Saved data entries
= = = = = = =
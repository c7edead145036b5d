//! Patient database operations.

use rusqlite::{params, OptionalExtension, Row};

use super::{Database, DbResult};
use crate::models::Patient;

const PATIENT_COLUMNS: &str =
    "id, full_name, document_id, contact_phone, contact_email, birth_date, created_at";

fn patient_from_row(row: &Row<'_>) -> rusqlite::Result<Patient> {
    Ok(Patient {
        id: row.get(0)?,
        full_name: row.get(1)?,
        document_id: row.get(2)?,
        contact_phone: row.get(3)?,
        contact_email: row.get(4)?,
        birth_date: row.get(5)?,
        created_at: row.get(6)?,
    })
}

impl Database {
    /// Insert a new patient.
    pub fn insert_patient(&self, patient: &Patient) -> DbResult<()> {
        self.conn.execute(
            r#"
            INSERT INTO patients (
                id, full_name, document_id, contact_phone, contact_email,
                birth_date, created_at
            ) VALUES (?1, ?2, ?3, ?4, ?5, ?6, ?7)
            "#,
            params![
                patient.id,
                patient.full_name,
                patient.document_id,
                patient.contact_phone,
                patient.contact_email,
                patient.birth_date,
                patient.created_at,
            ],
        )?;
        tracing::debug!(patient_id = %patient.id, "Inserted patient");
        Ok(())
    }

    /// Update an existing patient.
    pub fn update_patient(&self, patient: &Patient) -> DbResult<bool> {
        let rows_affected = self.conn.execute(
            r#"
            UPDATE patients SET
                full_name = ?2,
                document_id = ?3,
                contact_phone = ?4,
                contact_email = ?5,
                birth_date = ?6
            WHERE id = ?1
            "#,
            params![
                patient.id,
                patient.full_name,
                patient.document_id,
                patient.contact_phone,
                patient.contact_email,
                patient.birth_date,
            ],
        )?;
        Ok(rows_affected > 0)
    }

    /// Get a patient by ID.
    pub fn get_patient(&self, id: &str) -> DbResult<Option<Patient>> {
        self.conn
            .query_row(
                &format!("SELECT {} FROM patients WHERE id = ?", PATIENT_COLUMNS),
                [id],
                patient_from_row,
            )
            .optional()
            .map_err(Into::into)
    }

    /// List all patients, newest first.
    pub fn list_patients(&self) -> DbResult<Vec<Patient>> {
        let mut stmt = self.conn.prepare(&format!(
            "SELECT {} FROM patients ORDER BY created_at DESC, rowid DESC",
            PATIENT_COLUMNS
        ))?;

        let rows = stmt.query_map([], patient_from_row)?;
        rows.collect::<Result<Vec<_>, _>>().map_err(Into::into)
    }

    /// Search patients by name (prefix match).
    pub fn search_patients(&self, query: &str, limit: usize) -> DbResult<Vec<Patient>> {
        let pattern = format!("{}%", query);
        let mut stmt = self.conn.prepare(&format!(
            "SELECT {} FROM patients WHERE full_name LIKE ? ORDER BY full_name LIMIT ?",
            PATIENT_COLUMNS
        ))?;

        let rows = stmt.query_map(params![pattern, limit as i64], patient_from_row)?;
        rows.collect::<Result<Vec<_>, _>>().map_err(Into::into)
    }

    /// Delete a patient (records and budgets cascade).
    pub fn delete_patient(&self, id: &str) -> DbResult<bool> {
        let rows_affected = self
            .conn
            .execute("DELETE FROM patients WHERE id = ?", [id])?;
        Ok(rows_affected > 0)
    }
}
= = = = = = =
Goal of the exercise
Copy every entry exactly.

Solution for this task
repository c7edead145036b5d
//! Patient database operations.

use rusqlite::{params, OptionalExtension, Row};

use super::{Database, DbResult};
use crate::models::Patient;

const PATIENT_COLUMNS: &str =
    "id, full_name, document_id, contact_phone, contact_email, birth_date, created_at";

fn patient_from_row(row: &Row<'_>) -> rusqlite::Result<Patient> {
    Ok(Patient {
        id: row.get(0)?,
        full_name: row.get(1)?,
        document_id: row.get(2)?,
        contact_phone: row.get(3)?,
        contact_email: row.get(4)?,
        birth_date: row.get(5)?,
        created_at: row.get(6)?,
    })
}

impl Database {
    /// Insert a new patient.
    pub fn insert_patient(&self, patient: &Patient) -> DbResult<()> {
        self.conn.execute(
            r#"
            INSERT INTO patients (
                id, full_name, document_id, contact_phone, contact_email,
                birth_date, created_at
            ) VALUES (?1, ?2, ?3, ?4, ?5, ?6, ?7)
            "#,
            params![
                patient.id,
                patient.full_name,
                patient.document_id,
                patient.contact_phone,
                patient.contact_email,
                patient.birth_date,
                patient.created_at,
            ],
        )?;
        tracing::debug!(patient_id = %patient.id, "Inserted patient");
        Ok(())
    }

    /// Update an existing patient.
    pub fn update_patient(&self, patient: &Patient) -> DbResult<bool> {
        let rows_affected = self.conn.execute(
            r#"
            UPDATE patients SET
                full_name = ?2,
                document_id = ?3,
                contact_phone = ?4,
                contact_email = ?5,
                birth_date = ?6
            WHERE id = ?1
            "#,
            params![
                patient.id,
                patient.full_name,
                patient.document_id,
                patient.contact_phone,
                patient.contact_email,
                patient.birth_date,
            ],
        )?;
        Ok(rows_affected > 0)
    }

    /// Get a patient by ID.
    pub fn get_patient(&self, id: &str) -> DbResult<Option<Patient>> {
        self.conn
            .query_row(
                &format!("SELECT {} FROM patients WHERE id = ?", PATIENT_COLUMNS),
                [id],
                patient_from_row,
            )
            .optional()
            .map_err(Into::into)
    }

    /// List all patients, newest first.
    pub fn list_patients(&self) -> DbResult<Vec<Patient>> {
        let mut stmt = self.conn.prepare(&format!(
            "SELECT {} FROM patients ORDER BY created_at DESC, rowid DESC",
            PATIENT_COLUMNS
        ))?;

        let rows = stmt.query_map([], patient_from_row)?;
        rows.collect::<Result<Vec<_>, _>>().map_err(Into::into)
    }

    /// Search patients by name (prefix match).
    pub fn search_patients(&self, query: &str, limit: usize) -> DbResult<Vec<Patient>> {
        let pattern = format!("{}%", query);
        let mut stmt = self.conn.prepare(&format!(
            "SELECT {} FROM patients WHERE full_name LIKE ? ORDER BY full_name LIMIT ?",
            PATIENT_COLUMNS
        ))?;

        let rows = stmt.query_map(params![pattern, limit as i64], patient_from_row)?;
        rows.collect::<Result<Vec<_>, _>>().map_err(Into::into)
    }

    /// Delete a patient (records and budgets cascade).
    pub fn delete_patient(&self, id: &str) -> DbResult<bool> {
        let rows_affected = self
            .conn
            .execute("DELETE FROM patients WHERE id = ?", [id])?;
        Ok(rows_affected > 0)
    }
}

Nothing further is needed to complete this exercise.